We’ve been living our lives to the rhythm of the rest of world, here in France and beyond, affected by the losses and difficulties experienced almost everywhere. As for our own frustrations (thank heavens they’ve not been worse), we are annoyed not to be able to provide a library to visit, talks to listen to at the Cercle d’études, and all the other events in which we would have been involved.
Like you, we were disappointed that the annual 5 May ceremonies were cancelled; but HIH Prince Napoleon’s message, published here a few weeks ago, lifted our spirits.
Here in France, “de-confinement” is only a few days away (if the government predictions hold), and the Fondation Napoléon is going to begin again – very, and I mean, very progressively – with its activities in the offices. Unfortunately, we can’t say that we will be open to the public just yet. Our library will be closed until at least mid-June, and we have been forced to cancel the final talk in the Cercle d’études summer series (which was to have taken place at the end of that month), particularly since the speaker was coming from Italy.

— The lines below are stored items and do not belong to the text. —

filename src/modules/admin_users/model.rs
use serde::{Deserialize, Serialize};
use utoipa::ToSchema;

use crate::modules::auth::model::User;
use crate::utils::pagination::{PaginationMeta, PaginationParams};

/// Query parameters for the admin user listing.
#[derive(Debug, Clone, Default, Deserialize, ToSchema)]
pub struct UserFilterParams {
    /// Case-insensitive substring match against name or email
    pub search: Option<String>,
    /// Exact-match category filter (wire name `type`)
    #[serde(rename = "type")]
    pub user_type: Option<String>,
    #[serde(flatten)]
    pub pagination: PaginationParams,
}

#[derive(Debug, Serialize, ToSchema)]
pub struct PaginatedUsersResponse {
    pub data: Vec<User>,
    pub meta: PaginationMeta,
}
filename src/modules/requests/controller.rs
use axum::{
    Json,
    extract::{Path, State},
    http::StatusCode,
};
use tracing::instrument;
use uuid::Uuid;

use crate::middleware::auth::AuthSession;
use crate::state::AppState;
use crate::utils::errors::AppError;
use crate::validator::ValidatedJson;

use super::model::{CreateRequestDto, Request, RequestWithOwner};
use super::service::RequestService;

/// List the authenticated user's own requests
#[utoipa::path(
    get,
    path = "/api/requests",
    responses(
        (status = 200, description = "Requests owned by the caller", body = Vec<Request>),
        (status = 401, description = "Missing or invalid token"),
        (status = 403, description = "Account blocked")
    ),
    security(("bearer_auth" = [])),
    tag = "Requests"
)]
#[instrument(skip_all)]
pub async fn list_own_requests(
    State(state): State<AppState>,
    AuthSession(user): AuthSession,
) -> Result<Json<Vec<Request>>, AppError> {
    let requests = RequestService::list_owned(&state.db, user.id).await?;
    Ok(Json(requests))
}

/// Create a new delivery request
#[utoipa::path(
    post,
    path = "/api/requests",
    request_body = CreateRequestDto,
    responses(
        (status = 201, description = "Request created", body = Request),
        (status = 400, description = "Validation error"),
        (status = 401, description = "Missing or invalid token")
    ),
    security(("bearer_auth" = [])),
    tag = "Requests"
)]
#[instrument(skip_all)]
pub async fn create_request(
    State(state): State<AppState>,
    AuthSession(user): AuthSession,
    ValidatedJson(dto): ValidatedJson<CreateRequestDto>,
) -> Result<(StatusCode, Json<Request>), AppError> {
    let request = RequestService::create(&state.db, user.id, dto).await?;
    Ok((StatusCode::CREATED, Json(request)))
}

/// List all requests with their owners populated
#[utoipa::path(
    get,
    path = "/api/allrequests",
    responses(
        (status = 200, description = "All requests", body = Vec<RequestWithOwner>),
        (status = 401, description = "Missing or invalid token")
    ),
    security(("bearer_auth" = [])),
    tag = "Requests"
)]
#[instrument(skip_all)]
pub async fn list_all_requests(
    State(state): State<AppState>,
    _session: AuthSession,
) -> Result<Json<Vec<RequestWithOwner>>, AppError> {
    let requests = RequestService::list_all(&state.db).await?;
    Ok(Json(requests))
}

/// Fetch a request and mark it accepted
#[utoipa::path(
    get,
    path = "/api/requests/{id}",
    params(("id" = Uuid, Path, description = "Request id")),
    responses(
        (status = 200, description = "Accepted request", body = RequestWithOwner),
        (status = 404, description = "Request not found")
    ),
    security(("bearer_auth" = [])),
    tag = "Requests"
)]
#[instrument(skip_all)]
pub async fn accept_request(
    State(state): State<AppState>,
    _session: AuthSession,
    Path(id): Path<Uuid>,
) -> Result<Json<RequestWithOwner>, AppError> {
    let request = RequestService::accept(&state.db, id).await?;
    Ok(Json(request))
}
use chrono::Utc;
use jsonwebtoken::{DecodingKey, EncodingKey, Header, Validation, decode, encode};
use uuid::Uuid;

use crate::config::jwt::JwtConfig;
use crate::modules::admin_auth::model::AdminClaims;
use crate::modules::auth::model::UserClaims;
use crate::utils::errors::AppError;

/// Create a signed end-user token.
///
/// The lifetime is configurable via `JWT_USER_EXPIRY` and defaults to
/// seven days.
pub fn create_user_token(
    user_id: Uuid,
    email: &str,
    jwt_config: &JwtConfig,
) -> Result<String, AppError> {
    let now = Utc::now().timestamp();
    let exp = (now + jwt_config.user_token_expiry) as usize;
    let now = now as usize;

    let claims = UserClaims {
        sub: user_id.to_string(),
        email: email.to_string(),
        exp,
        iat: now,
    };

    encode(
        &Header::default(),
        &claims,
        &EncodingKey::from_secret(jwt_config.user_secret.as_bytes()),
    )
    .map_err(|e| AppError::internal(anyhow::anyhow!("Failed to create token: {}", e)))
}

pub fn verify_user_token(token: &str, jwt_config: &JwtConfig) -> Result<UserClaims, AppError> {
    decode::<UserClaims>(
        token,
        &DecodingKey::from_secret(jwt_config.user_secret.as_bytes()),
        &Validation::default(),
    )
    .map(|data| data.claims)
    .map_err(|_| AppError::unauthorized(anyhow::anyhow!("Invalid or expired token")))
}

/// Create a signed admin token. Admin tokens use a secret distinct from
/// end-user tokens and expire after 24 hours by default.
pub fn create_admin_token(
    admin_id: Uuid,
    username: &str,
    role: &str,
    jwt_config: &JwtConfig,
) -> Result<String, AppError> {
    let now = Utc::now().timestamp();
    let exp = (now + jwt_config.admin_token_expiry) as usize;
    let now = now as usize;

    let claims = AdminClaims {
        sub: admin_id.to_string(),
        username: username.to_string(),
        role: role.to_string(),
        exp,
        iat: now,
    };

    encode(
        &Header::default(),
        &claims,
        &EncodingKey::from_secret(jwt_config.admin_secret.as_bytes()),
    )
    .map_err(|e| AppError::internal(anyhow::anyhow!("Failed to create admin token: {}", e)))
}

pub fn verify_admin_token(token: &str, jwt_config: &JwtConfig) -> Result<AdminClaims, AppError> {
    decode::<AdminClaims>(
        token,
        &DecodingKey::from_secret(jwt_config.admin_secret.as_bytes()),
        &Validation::default(),
    )
    .map(|data| data.claims)
    .map_err(|_| AppError::unauthorized(anyhow::anyhow!("Invalid or expired admin token")))
}
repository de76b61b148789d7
use serde::{Deserialize, Serialize};
use sqlx::FromRow;
use utoipa::ToSchema;
use uuid::Uuid;
use validator::Validate;

use crate::modules::auth::model::UserSummary;
use crate::modules::complaints::model::{Complaint, ComplaintStatus};
use crate::utils::pagination::{PaginationMeta, PaginationParams};

/// Query parameters for the admin complaint listing.
#[derive(Debug, Clone, Default, Deserialize, ToSchema)]
pub struct ComplaintFilterParams {
    /// Exact-match status filter
    pub status: Option<String>,
    /// Exact-match complaint type filter (wire name `type`)
    #[serde(rename = "type")]
    pub complaint_type: Option<String>,
    #[serde(flatten)]
    pub pagination: PaginationParams,
}

#[derive(Debug, Deserialize, Validate, ToSchema)]
pub struct UpdateComplaintDto {
    pub status: ComplaintStatus,
    #[validate(length(max = 1000))]
    pub admin_response: Option<String>,
}

/// Minimal reference to an account named by a complaint.
#[derive(Debug, Clone, Serialize, ToSchema)]
pub struct PartyRef {
    pub id: Uuid,
    pub name: String,
    pub email: String,
}

/// A complaint with its parties populated for the moderation queue.
#[derive(Debug, Serialize, ToSchema)]
pub struct ComplaintWithParties {
    #[serde(flatten)]
    pub complaint: Complaint,
    pub reporter: UserSummary,
    /// Absent when no user was named or the named user no longer exists
    pub reported: Option<PartyRef>,
    pub handled_by_username: Option<String>,
}

/// Flat row produced by the complaints-to-parties joins.
#[derive(Debug, FromRow)]
pub struct ComplaintPartiesRow {
    #[sqlx(flatten)]
    pub complaint: Complaint,
    pub reporter_name: String,
    pub reporter_email: String,
    pub reporter_type: String,
    pub reported_name: Option<String>,
    pub reported_email: Option<String>,
    pub handler_username: Option<String>,
}

impl From<ComplaintPartiesRow> for ComplaintWithParties {
    fn from(row: ComplaintPartiesRow) -> Self {
        let reporter = UserSummary {
            id: row.complaint.reported_by,
            name: row.reporter_name,
            email: row.reporter_email,
            user_type: row.reporter_type,
        };
        let reported = match (row.complaint.reported_user, row.reported_name, row.reported_email)
        {
            (Some(id), Some(name), Some(email)) => Some(PartyRef { id, name, email }),
            _ => None,
        };
        Self {
            complaint: row.complaint,
            reporter,
            reported,
            handled_by_username: row.handler_username,
        }
    }
}

#[derive(Debug, Serialize, ToSchema)]
pub struct PaginatedComplaintsResponse {
    pub data: Vec<ComplaintWithParties>,
    pub meta: PaginationMeta,
}
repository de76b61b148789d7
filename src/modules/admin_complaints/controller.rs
use axum::{
    Json,
    extract::{Path, Query, State},
};
use tracing::{info, instrument};
use uuid::Uuid;

use crate::middleware::admin_auth::RequireHandleComplaints;
use crate::state::AppState;
use crate::utils::errors::AppError;
use crate::validator::ValidatedJson;

use super::model::{
    ComplaintFilterParams, ComplaintWithParties, PaginatedComplaintsResponse, UpdateComplaintDto,
};
use super::service::AdminComplaintService;

/// List complaints with status and type filters and pagination
#[utoipa::path(
    get,
    path = "/admin/complaints",
    params(
        ("status" = Option<String>, Query, description = "Exact status filter"),
        ("type" = Option<String>, Query, description = "Exact complaint type filter"),
        ("page" = Option<i64>, Query, description = "1-based page number"),
        ("limit" = Option<i64>, Query, description = "Page size, 1-100")
    ),
    responses(
        (status = 200, description = "Paginated complaint listing", body = PaginatedComplaintsResponse),
        (status = 403, description = "Missing handle-complaints permission")
    ),
    security(("bearer_auth" = [])),
    tag = "Admin Complaints"
)]
#[instrument(skip_all)]
pub async fn list_complaints(
    _gate: RequireHandleComplaints,
    State(state): State<AppState>,
    Query(filters): Query<ComplaintFilterParams>,
) -> Result<Json<PaginatedComplaintsResponse>, AppError> {
    let page = AdminComplaintService::list(&state.db, filters).await?;
    Ok(Json(page))
}

/// Update a complaint's status and admin response
#[utoipa::path(
    patch,
    path = "/admin/complaints/{complaint_id}",
    params(("complaint_id" = Uuid, Path, description = "Complaint ID")),
    request_body = UpdateComplaintDto,
    responses(
        (status = 200, description = "Updated complaint", body = ComplaintWithParties),
        (status = 403, description = "Missing handle-complaints permission"),
        (status = 404, description = "Complaint not found")
    ),
    security(("bearer_auth" = [])),
    tag = "Admin Complaints"
)]
#[instrument(skip_all, fields(complaint_id = %complaint_id))]
pub async fn update_complaint(
    RequireHandleComplaints(session): RequireHandleComplaints,
    State(state): State<AppState>,
    Path(complaint_id): Path<Uuid>,
    ValidatedJson(dto): ValidatedJson<UpdateComplaintDto>,
) -> Result<Json<ComplaintWithParties>, AppError> {
    let admin = session.0;
    let complaint =
        AdminComplaintService::update(&state.db, complaint_id, admin.id, dto).await?;
    info!(admin = %admin.username, status = ?complaint.complaint.status, "Complaint updated");
    Ok(Json(complaint))
}
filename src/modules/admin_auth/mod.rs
pub mod controller;
pub mod model;
pub mod router;
pub mod service;
use sqlx::PgPool;

use crate::config::cors::CorsConfig;
use crate::config::database::init_db_pool;
use crate::config::jwt::JwtConfig;

#[derive(Clone, Debug)]
pub struct AppState {
    pub db: PgPool,
    pub jwt_config: JwtConfig,
    pub cors_config: CorsConfig,
}

pub async fn init_app_state() -> AppState {
    AppState {
        db: init_db_pool().await,
        jwt_config: JwtConfig::from_env(),
        cors_config: CorsConfig::from_env(),
    }
}
use axum::{
    Json,
    extract::{Path, Query, State},
};
use tracing::{info, instrument};
use uuid::Uuid;

use crate::middleware::admin_auth::{RequireManageUsers, RequireSuperAdmin};
use crate::modules::auth::model::{MessageResponse, User};
use crate::state::AppState;
use crate::utils::errors::AppError;

use super::model::{PaginatedUsersResponse, UserFilterParams};
use super::service::AdminUserService;

/// List users with search, category filter and pagination
#[utoipa::path(
    get,
    path = "/admin/users",
    params(
        ("search" = Option<String>, Query, description = "Substring match on name or email"),
        ("type" = Option<String>, Query, description = "Exact user category"),
        ("page" = Option<i64>, Query, description = "1-based page number"),
        ("limit" = Option<i64>, Query, description = "Page size, 1-100")
    ),
    responses(
        (status = 200, description = "Paginated user listing", body = PaginatedUsersResponse),
        (status = 403, description = "Missing manage-users permission")
    ),
    security(("bearer_auth" = [])),
    tag = "Admin Users"
)]
#[instrument(skip_all)]
pub async fn list_users(
    _gate: RequireManageUsers,
    State(state): State<AppState>,
    Query(filters): Query<UserFilterParams>,
) -> Result<Json<PaginatedUsersResponse>, AppError> {
    let page = AdminUserService::list(&state.db, filters).await?;
    Ok(Json(page))
}

/// Block or unblock a user account
#[utoipa::path(
    patch,
    path = "/admin/users/{user_id}/toggle-status",
    params(("user_id" = Uuid, Path, description = "User ID")),
    responses(
        (status = 200, description = "Updated user", body = User),
        (status = 403, description = "Missing manage-users permission"),
        (status = 404, description = "User not found")
    ),
    security(("bearer_auth" = [])),
    tag = "Admin Users"
)]
#[instrument(skip_all, fields(user_id = %user_id))]
pub async fn toggle_user_status(
    RequireManageUsers(session): RequireManageUsers,
    State(state): State<AppState>,
    Path(user_id): Path<Uuid>,
) -> Result<Json<User>, AppError> {
    let user = AdminUserService::toggle_status(&state.db, user_id).await?;
    info!(
        admin = %session.0.username,
        active = user.is_active,
        "User status toggled"
    );
    Ok(Json(user))
}

/// Permanently delete a user and everything they own
#[utoipa::path(
    delete,
    path = "/admin/users/{user_id}",
    params(("user_id" = Uuid, Path, description = "User ID")),
    responses(
        (status = 200, description = "User deleted", body = MessageResponse),
        (status = 403, description = "Super admin access required"),
        (status = 404, description = "User not found")
    ),
    security(("bearer_auth" = [])),
    tag = "Admin Users"
)]
#[instrument(skip_all, fields(user_id = %user_id))]
pub async fn delete_user(
    RequireSuperAdmin(session): RequireSuperAdmin,
    State(state): State<AppState>,
    Path(user_id): Path<Uuid>,
) -> Result<Json<MessageResponse>, AppError> {
    AdminUserService::delete(&state.db, user_id).await?;
    info!(admin = %session.0.username, "User deleted");
    Ok(Json(MessageResponse {
        message: "User deleted successfully".to_string(),
    }))
}
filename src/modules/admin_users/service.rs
use anyhow::Context;
use sqlx::{PgPool, Postgres, QueryBuilder};
use tracing::instrument;
use uuid::Uuid;

use crate::modules::auth::model::User;
use crate::utils::errors::AppError;
use crate::utils::pagination::PaginationMeta;

use super::model::{PaginatedUsersResponse, UserFilterParams};

fn push_filters(qb: &mut QueryBuilder<'_, Postgres>, filters: &UserFilterParams) {
    if let Some(search) = filters.search.as_deref().filter(|s| !s.is_empty()) {
        let pattern = format!("%{}%", search);
        qb.push(" AND (name ILIKE ")
            .push_bind(pattern.clone())
            .push(" OR email ILIKE ")
            .push_bind(pattern)
            .push(")");
    }
    if let Some(user_type) = filters.user_type.as_deref().filter(|s| !s.is_empty()) {
        qb.push(" AND user_type = ").push_bind(user_type.to_string());
    }
}

pub struct AdminUserService;

impl AdminUserService {
    /// Paginated user listing with optional search and category filters.
    #[instrument(skip(db))]
    pub async fn list(
        db: &PgPool,
        filters: UserFilterParams,
    ) -> Result<PaginatedUsersResponse, AppError> {
        let mut count_qb = QueryBuilder::new("SELECT COUNT(*) FROM users WHERE TRUE");
        push_filters(&mut count_qb, &filters);
        let total: i64 = count_qb
            .build_query_scalar()
            .fetch_one(db)
            .await
            .context("Failed to count users")
            .map_err(AppError::database)?;

        let mut list_qb = QueryBuilder::new("SELECT * FROM users WHERE TRUE");
        push_filters(&mut list_qb, &filters);
        list_qb
            .push(" ORDER BY created_at DESC LIMIT ")
            .push_bind(filters.pagination.limit())
            .push(" OFFSET ")
            .push_bind(filters.pagination.offset());

        let users = list_qb
            .build_query_as::<User>()
            .fetch_all(db)
            .await
            .context("Failed to fetch users")
            .map_err(AppError::database)?;

        Ok(PaginatedUsersResponse {
            data: users,
            meta: PaginationMeta::new(total, &filters.pagination),
        })
    }

    /// Flip the active flag, blocking or unblocking the account.
    #[instrument(skip(db))]
    pub async fn toggle_status(db: &PgPool, id: Uuid) -> Result<User, AppError> {
        let user = sqlx::query_as::<_, User>(
            r#"
            UPDATE users
            SET is_active = NOT is_active, updated_at = NOW()
            WHERE id = $1
            RETURNING *
            "#,
        )
        .bind(id)
        .fetch_optional(db)
        .await
        .context("Failed to toggle user status")
        .map_err(AppError::database)?
        .ok_or_else(|| AppError::not_found(anyhow::anyhow!("User not found")))?;

        Ok(user)
    }

    /// Delete an account together with its requests and the complaints
    /// referencing it, in a single transaction so a mid-cascade failure
    /// cannot leave orphaned records.
    #[instrument(skip(db))]
    pub async fn delete(db: &PgPool, id: Uuid) -> Result<(), AppError> {
        let mut tx = db
            .begin()
            .await
            .context("Failed to begin transaction")
            .map_err(AppError::database)?;

        sqlx::query("DELETE FROM requests WHERE user_id = $1")
            .bind(id)
            .execute(&mut *tx)
            .await
            .context("Failed to delete user's requests")
            .map_err(AppError::database)?;

        sqlx::query("DELETE FROM complaints WHERE reported_user = $1 OR reported_by = $1")
            .bind(id)
            .execute(&mut *tx)
            .await
            .context("Failed to delete user's complaints")
            .map_err(AppError::database)?;

        let result = sqlx::query("DELETE FROM users WHERE id = $1")
            .bind(id)
            .execute(&mut *tx)
            .await
            .context("Failed to delete user")
            .map_err(AppError::database)?;

        if result.rows_affected() == 0 {
            return Err(AppError::not_found(anyhow::anyhow!("User not found")));
        }

        tx.commit()
            .await
            .context("Failed to commit cascade delete")
            .map_err(AppError::database)?;

        Ok(())
    }
}
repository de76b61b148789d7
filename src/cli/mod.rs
use sqlx::PgPool;

use crate::utils::password::hash_password;

/// Creates a super-admin account with every permission granted.
///
/// Unlike the HTTP setup endpoint this works even when admins already
/// exist, so an operator can always recover access from the shell.
pub async fn create_admin(
    db: &PgPool,
    username: &str,
    email: &str,
    password: &str,
) -> Result<(), Box<dyn std::error::Error>> {
    let hashed_password =
        hash_password(password).map_err(|e| format!("Failed to hash password: {}", e.error))?;

    let result = sqlx::query(
        r#"
        INSERT INTO admins (
            username, email, password, role,
            manage_users, manage_requests, handle_complaints, view_analytics, system_settings
        )
        VALUES ($1, $2, $3, 'super-admin', TRUE, TRUE, TRUE, TRUE, TRUE)
        ON CONFLICT (username) DO NOTHING
        "#,
    )
    .bind(username)
    .bind(email)
    .bind(hashed_password)
    .execute(db)
    .await?;

    if result.rows_affected() == 0 {
        return Err("Admin with this username already exists".into());
    }

    Ok(())
}
mod common;

use axum::body::Body;
use axum::http::{Request, StatusCode, header};
use common::{admin_bearer, create_test_admin, generate_unique_username, setup_test_app, AdminFlags, super_admin_flags};
use http_body_util::BodyExt;
use serde_json::json;
use sqlx::PgPool;
use tower::ServiceExt;

#[sqlx::test(migrations = "./migrations")]
async fn test_setup_creates_first_super_admin(pool: PgPool) {
    let app = setup_test_app(pool.clone()).await;

    let request = Request::builder()
        .method("POST")
        .uri("/admin/setup")
        .header("content-type", "application/json")
        .body(Body::from(
            serde_json::to_string(&json!({
                "username": "founder",
                "email": "founder@test.com",
                "password": "secret123"
            }))
            .unwrap(),
        ))
        .unwrap();

    let response = app.oneshot(request).await.unwrap();

    assert_eq!(response.status(), StatusCode::CREATED);

    let body = response.into_body().collect().await.unwrap().to_bytes();
    let body: serde_json::Value = serde_json::from_slice(&body).unwrap();
    assert_eq!(body["username"], "founder");
    assert_eq!(body["role"], "super-admin");
    assert_eq!(body["permissions"]["manageUsers"], true);
    assert_eq!(body["permissions"]["systemSettings"], true);
}

#[sqlx::test(migrations = "./migrations")]
async fn test_setup_refused_once_an_admin_exists(pool: PgPool) {
    let mut tx = pool.begin().await.unwrap();
    create_test_admin(&mut tx, &generate_unique_username(), "secret123", AdminFlags::default())
        .await;
    tx.commit().await.unwrap();

    let app = setup_test_app(pool).await;

    let request = Request::builder()
        .method("POST")
        .uri("/admin/setup")
        .header("content-type", "application/json")
        .body(Body::from(
            serde_json::to_string(&json!({
                "username": "latecomer",
                "email": "latecomer@test.com",
                "password": "secret123"
            }))
            .unwrap(),
        ))
        .unwrap();

    let response = app.oneshot(request).await.unwrap();

    assert_eq!(response.status(), StatusCode::BAD_REQUEST);
}

#[sqlx::test(migrations = "./migrations")]
async fn test_admin_login_with_username(pool: PgPool) {
    let mut tx = pool.begin().await.unwrap();
    let username = generate_unique_username();
    create_test_admin(&mut tx, &username, "secret123", super_admin_flags()).await;
    tx.commit().await.unwrap();

    let app = setup_test_app(pool.clone()).await;

    let request = Request::builder()
        .method("POST")
        .uri("/admin/auth/login")
        .header("content-type", "application/json")
        .body(Body::from(
            serde_json::to_string(&json!({
                "username": username,
                "password": "secret123"
            }))
            .unwrap(),
        ))
        .unwrap();

    let response = app.oneshot(request).await.unwrap();

    assert_eq!(response.status(), StatusCode::OK);

    let set_cookie = response
        .headers()
        .get(header::SET_COOKIE)
        .unwrap()
        .to_str()
        .unwrap()
        .to_string();
    assert!(set_cookie.starts_with("adminToken="));

    let body = response.into_body().collect().await.unwrap().to_bytes();
    let body: serde_json::Value = serde_json::from_slice(&body).unwrap();
    assert_eq!(body["admin"]["username"], username);
    assert_eq!(body["admin"]["role"], "super-admin");

    // login stamps last_login
    let last_login: Option<chrono::DateTime<chrono::Utc>> =
        sqlx::query_scalar("SELECT last_login FROM admins WHERE username = $1")
            .bind(&username)
            .fetch_one(&pool)
            .await
            .unwrap();
    assert!(last_login.is_some());
}

#[sqlx::test(migrations = "./migrations")]
async fn test_admin_login_with_email(pool: PgPool) {
    let mut tx = pool.begin().await.unwrap();
    let username = generate_unique_username();
    create_test_admin(&mut tx, &username, "secret123", AdminFlags::default()).await;
    tx.commit().await.unwrap();

    let app = setup_test_app(pool).await;

    let request = Request::builder()
        .method("POST")
        .uri("/admin/auth/login")
        .header("content-type", "application/json")
        .body(Body::from(
            serde_json::to_string(&json!({
                "username": format!("{}@test.com", username),
                "password": "secret123"
            }))
            .unwrap(),
        ))
        .unwrap();

    let response = app.oneshot(request).await.unwrap();

    assert_eq!(response.status(), StatusCode::OK);
}

#[sqlx::test(migrations = "./migrations")]
async fn test_admin_login_wrong_password(pool: PgPool) {
    let mut tx = pool.begin().await.unwrap();
    let username = generate_unique_username();
    create_test_admin(&mut tx, &username, "secret123", AdminFlags::default()).await;
    tx.commit().await.unwrap();

    let app = setup_test_app(pool).await;

    let request = Request::builder()
        .method("POST")
        .uri("/admin/auth/login")
        .header("content-type", "application/json")
        .body(Body::from(
            serde_json::to_string(&json!({
                "username": username,
                "password": "wrongpassword"
            }))
            .unwrap(),
        ))
        .unwrap();

    let response = app.oneshot(request).await.unwrap();

    assert_eq!(response.status(), StatusCode::UNAUTHORIZED);
}

#[sqlx::test(migrations = "./migrations")]
async fn test_disabled_admin_cannot_login(pool: PgPool) {
    let mut tx = pool.begin().await.unwrap();
    let username = generate_unique_username();
    let admin = create_test_admin(&mut tx, &username, "secret123", AdminFlags::default()).await;
    sqlx::query("UPDATE admins SET is_active = FALSE WHERE id = $1")
        .bind(admin.id)
        .execute(&mut *tx)
        .await
        .unwrap();
    tx.commit().await.unwrap();

    let app = setup_test_app(pool).await;

    let request = Request::builder()
        .method("POST")
        .uri("/admin/auth/login")
        .header("content-type", "application/json")
        .body(Body::from(
            serde_json::to_string(&json!({
                "username": username,
                "password": "secret123"
            }))
            .unwrap(),
        ))
        .unwrap();

    let response = app.oneshot(request).await.unwrap();

    assert_eq!(response.status(), StatusCode::UNAUTHORIZED);
}

#[sqlx::test(migrations = "./migrations")]
async fn test_verify_returns_admin_info(pool: PgPool) {
    let mut tx = pool.begin().await.unwrap();
    let username = generate_unique_username();
    let admin = create_test_admin(&mut tx, &username, "secret123", super_admin_flags()).await;
    tx.commit().await.unwrap();

    let app = setup_test_app(pool).await;

    let request = Request::builder()
        .method("GET")
        .uri("/admin/auth/verify")
        .header(header::AUTHORIZATION, admin_bearer(&admin))
        .body(Body::empty())
        .unwrap();

    let response = app.oneshot(request).await.unwrap();

    assert_eq!(response.status(), StatusCode::OK);

    let body = response.into_body().collect().await.unwrap().to_bytes();
    let body: serde_json::Value = serde_json::from_slice(&body).unwrap();
    assert_eq!(body["username"], username);
    assert!(body.get("password").is_none());
}

#[sqlx::test(migrations = "./migrations")]
async fn test_deactivation_takes_effect_immediately(pool: PgPool) {
    let mut tx = pool.begin().await.unwrap();
    let username = generate_unique_username();
    let admin = create_test_admin(&mut tx, &username, "secret123", super_admin_flags()).await;
    tx.commit().await.unwrap();

    // token issued while the account was active
    let bearer = admin_bearer(&admin);

    sqlx::query("UPDATE admins SET is_active = FALSE WHERE id = $1")
        .bind(admin.id)
        .execute(&pool)
        .await
        .unwrap();

    let app = setup_test_app(pool).await;

    let request = Request::builder()
        .method("GET")
        .uri("/admin/auth/verify")
        .header(header::AUTHORIZATION, bearer)
        .body(Body::empty())
        .unwrap();

    let response = app.oneshot(request).await.unwrap();

    assert_eq!(response.status(), StatusCode::FORBIDDEN);
}

#[sqlx::test(migrations = "./migrations")]
async fn test_user_token_rejected_on_admin_surface(pool: PgPool) {
    let mut tx = pool.begin().await.unwrap();
    let user =
        common::create_test_user(&mut tx, &common::generate_unique_email(), "secret123", true)
            .await;
    tx.commit().await.unwrap();

    let app = setup_test_app(pool).await;

    let request = Request::builder()
        .method("GET")
        .uri("/admin/auth/verify")
        .header(header::AUTHORIZATION, common::user_bearer(&user))
        .body(Body::empty())
        .unwrap();

    let response = app.oneshot(request).await.unwrap();

    assert_eq!(response.status(), StatusCode::UNAUTHORIZED);
}
use axum::{Json, extract::State};
use tracing::instrument;

use crate::middleware::admin_auth::RequireViewAnalytics;
use crate::state::AppState;
use crate::utils::errors::AppError;

use super::model::DashboardStats;
use super::service::DashboardService;

/// Platform statistics for the admin dashboard
#[utoipa::path(
    get,
    path = "/admin/dashboard/stats",
    responses(
        (status = 200, description = "Aggregate platform figures", body = DashboardStats),
        (status = 403, description = "Missing view-analytics permission")
    ),
    security(("bearer_auth" = [])),
    tag = "Admin Dashboard"
)]
#[instrument(skip_all)]
pub async fn dashboard_stats(
    _gate: RequireViewAnalytics,
    State(state): State<AppState>,
) -> Result<Json<DashboardStats>, AppError> {
    let stats = DashboardService::stats(&state.db).await?;
    Ok(Json(stats))
}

We will soon have some excellent news to share with you on the longer term. I’m talking here about our plans for an exceedingly busy 2021. The Fondation and the Musée de l’Armée [Paris Army Museum] have come together to organise a major exhibition, an international conference, concerts and events of all kinds. And at the same time, other activities have been planned both in Paris and elsewhere, with partners as prestigious as the Archives Nationales [French National Archives], the Bibliothèque Nationale de France [the French National Library, the BnF], the Institut de France, the Mobilier National, the Château de Fontainebleau, Sciences-Po Grenoble, the Institut Catholique de Vendée, etc. So we hope that 2021 will go a long way to help us to forget 2020. We’ll be publishing a complete programme of the 2021 commemorations and other related activities very soon.
In the meantime, as we await with bated breath that great year, and indeed not forgetting already this November, our conference on Napoleon III and the economy (in partnership with the Banque de France), I hope we will all continue to enjoy the best possible health, plenty of fascinating reading, and – as soon as possible – a complete return to our historical delights.